§ DATA LISTING:
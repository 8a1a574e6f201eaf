use crate::error::{FrameError, Result};
use crate::value::{DataType, Row};

/// Named, typed column
#[derive(Debug, Clone, PartialEq, Eq)]
pub struct Column {
    /// Column name, unique within a schema
    pub name: String,
    /// Type of the values stored in the column
    pub data_type: DataType,
}

/// Ordered list of columns describing every row of a frame.
#[derive(Debug, Clone, PartialEq, Eq, Default)]
pub struct Schema {
    columns: Vec<Column>,
}

impl Schema {
    /// Builds a schema, rejecting duplicate column names.
    /// ```rust
    ///   use sparktk_frame::schema::Schema;
    ///   use sparktk_frame::value::DataType;
    ///
    ///   let schema = Schema::new(vec![("id", DataType::Int32), ("name", DataType::Str)]).unwrap();
    ///   assert_eq!(schema.column_names(), vec!["id", "name"]);
    ///   assert!(Schema::new(vec![("id", DataType::Int32), ("id", DataType::Str)]).is_err());
    /// ```
    pub fn new<S: Into<String>>(columns: Vec<(S, DataType)>) -> Result<Schema> {
        let mut schema = Schema::default();
        for (name, data_type) in columns {
            schema = schema.with_column(name, data_type)?;
        }
        Ok(schema)
    }

    /// Returns a copy of the schema with one more column.
    pub fn with_column<S: Into<String>>(&self, name: S, data_type: DataType) -> Result<Schema> {
        let name = name.into();
        if self.index_of(&name).is_some() {
            return Err(FrameError::DuplicateColumn(name));
        }
        let mut columns = self.columns.clone();
        columns.push(Column { name, data_type });
        Ok(Schema { columns })
    }

    /// Columns in order
    pub fn columns(&self) -> &[Column] {
        &self.columns
    }

    /// Column names in order
    pub fn column_names(&self) -> Vec<&str> {
        self.columns.iter().map(|c| c.name.as_str()).collect()
    }

    /// Number of columns
    pub fn len(&self) -> usize {
        self.columns.len()
    }

    /// True when there are no columns
    pub fn is_empty(&self) -> bool {
        self.columns.is_empty()
    }

    /// Position of the column called `name`
    pub fn index_of(&self, name: &str) -> Option<usize> {
        self.columns.iter().position(|c| c.name == name)
    }

    /// Checks arity and value types of a row.  `idx` only labels the error.
    pub fn validate(&self, idx: usize, row: &Row) -> Result<()> {
        if row.len() != self.columns.len() {
            return Err(FrameError::SchemaMismatch {
                row: idx,
                reason: format!("expected {} fields, found {}", self.columns.len(), row.len()),
            });
        }
        for (col, v) in self.columns.iter().zip(row.iter()) {
            if !col.data_type.accepts(v) {
                return Err(FrameError::SchemaMismatch {
                    row: idx,
                    reason: format!("column {} expects {}, found {:?}", col.name, col.data_type.name(), v),
                });
            }
        }
        Ok(())
    }
}

#[cfg(test)]
mod test_schema {
    use super::*;
    use crate::row;

    fn people() -> Schema {
        Schema::new(vec![("id", DataType::Int32), ("name", DataType::Str)]).unwrap()
    }

    #[test]
    fn test_validate_accepts_nulls() {
        assert!(people().validate(0, &row![1, crate::value::Value::Null]).is_ok());
    }

    #[test]
    fn test_validate_arity() {
        match people().validate(3, &row![1]) {
            Err(FrameError::SchemaMismatch { row, .. }) => assert_eq!(row, 3),
            other => panic!("unexpected {:?}", other),
        }
    }

    #[test]
    fn test_validate_type() {
        assert!(people().validate(0, &row!["1", "bob"]).is_err());
    }

    #[test]
    fn test_with_column() {
        let s = people().with_column("score", DataType::Float64).unwrap();
        assert_eq!(s.index_of("score"), Some(2));
        assert!(matches!(s.with_column("id", DataType::Str), Err(FrameError::DuplicateColumn(_))));
        assert_eq!(s.len(), 3);
    }
}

§ TRY IT: Please retype the whole of the material above exactly.

§ ANSWER FOR THE TASK:
repository 8a1a574e6f201eaf
use crate::error::{FrameError, Result};
use crate::value::{DataType, Row};

/// Named, typed column
#[derive(Debug, Clone, PartialEq, Eq)]
pub struct Column {
    /// Column name, unique within a schema
    pub name: String,
    /// Type of the values stored in the column
    pub data_type: DataType,
}

/// Ordered list of columns describing every row of a frame.
#[derive(Debug, Clone, PartialEq, Eq, Default)]
pub struct Schema {
    columns: Vec<Column>,
}

impl Schema {
    /// Builds a schema, rejecting duplicate column names.
    /// ```rust
    ///   use sparktk_frame::schema::Schema;
    ///   use sparktk_frame::value::DataType;
    ///
    ///   let schema = Schema::new(vec![("id", DataType::Int32), ("name", DataType::Str)]).unwrap();
    ///   assert_eq!(schema.column_names(), vec!["id", "name"]);
    ///   assert!(Schema::new(vec![("id", DataType::Int32), ("id", DataType::Str)]).is_err());
    /// ```
    pub fn new<S: Into<String>>(columns: Vec<(S, DataType)>) -> Result<Schema> {
        let mut schema = Schema::default();
        for (name, data_type) in columns {
            schema = schema.with_column(name, data_type)?;
        }
        Ok(schema)
    }

    /// Returns a copy of the schema with one more column.
    pub fn with_column<S: Into<String>>(&self, name: S, data_type: DataType) -> Result<Schema> {
        let name = name.into();
        if self.index_of(&name).is_some() {
            return Err(FrameError::DuplicateColumn(name));
        }
        let mut columns = self.columns.clone();
        columns.push(Column { name, data_type });
        Ok(Schema { columns })
    }

    /// Columns in order
    pub fn columns(&self) -> &[Column] {
        &self.columns
    }

    /// Column names in order
    pub fn column_names(&self) -> Vec<&str> {
        self.columns.iter().map(|c| c.name.as_str()).collect()
    }

    /// Number of columns
    pub fn len(&self) -> usize {
        self.columns.len()
    }

    /// True when there are no columns
    pub fn is_empty(&self) -> bool {
        self.columns.is_empty()
    }

    /// Position of the column called `name`
    pub fn index_of(&self, name: &str) -> Option<usize> {
        self.columns.iter().position(|c| c.name == name)
    }

    /// Checks arity and value types of a row.  `idx` only labels the error.
    pub fn validate(&self, idx: usize, row: &Row) -> Result<()> {
        if row.len() != self.columns.len() {
            return Err(FrameError::SchemaMismatch {
                row: idx,
                reason: format!("expected {} fields, found {}", self.columns.len(), row.len()),
            });
        }
        for (col, v) in self.columns.iter().zip(row.iter()) {
            if !col.data_type.accepts(v) {
                return Err(FrameError::SchemaMismatch {
                    row: idx,
                    reason: format!("column {} expects {}, found {:?}", col.name, col.data_type.name(), v),
                });
            }
        }
        Ok(())
    }
}

#[cfg(test)]
mod test_schema {
    use super::*;
    use crate::row;

    fn people() -> Schema {
        Schema::new(vec![("id", DataType::Int32), ("name", DataType::Str)]).unwrap()
    }

    #[test]
    fn test_validate_accepts_nulls() {
        assert!(people().validate(0, &row![1, crate::value::Value::Null]).is_ok());
    }

    #[test]
    fn test_validate_arity() {
        match people().validate(3, &row![1]) {
            Err(FrameError::SchemaMismatch { row, .. }) => assert_eq!(row, 3),
            other => panic!("unexpected {:?}", other),
        }
    }

    #[test]
    fn test_validate_type() {
        assert!(people().validate(0, &row!["1", "bob"]).is_err());
    }

    #[test]
    fn test_with_column() {
        let s = people().with_column("score", DataType::Float64).unwrap();
        assert_eq!(s.index_of("score"), Some(2));
        assert!(matches!(s.with_column("id", DataType::Str), Err(FrameError::DuplicateColumn(_))));
        assert_eq!(s.len(), 3);
    }
}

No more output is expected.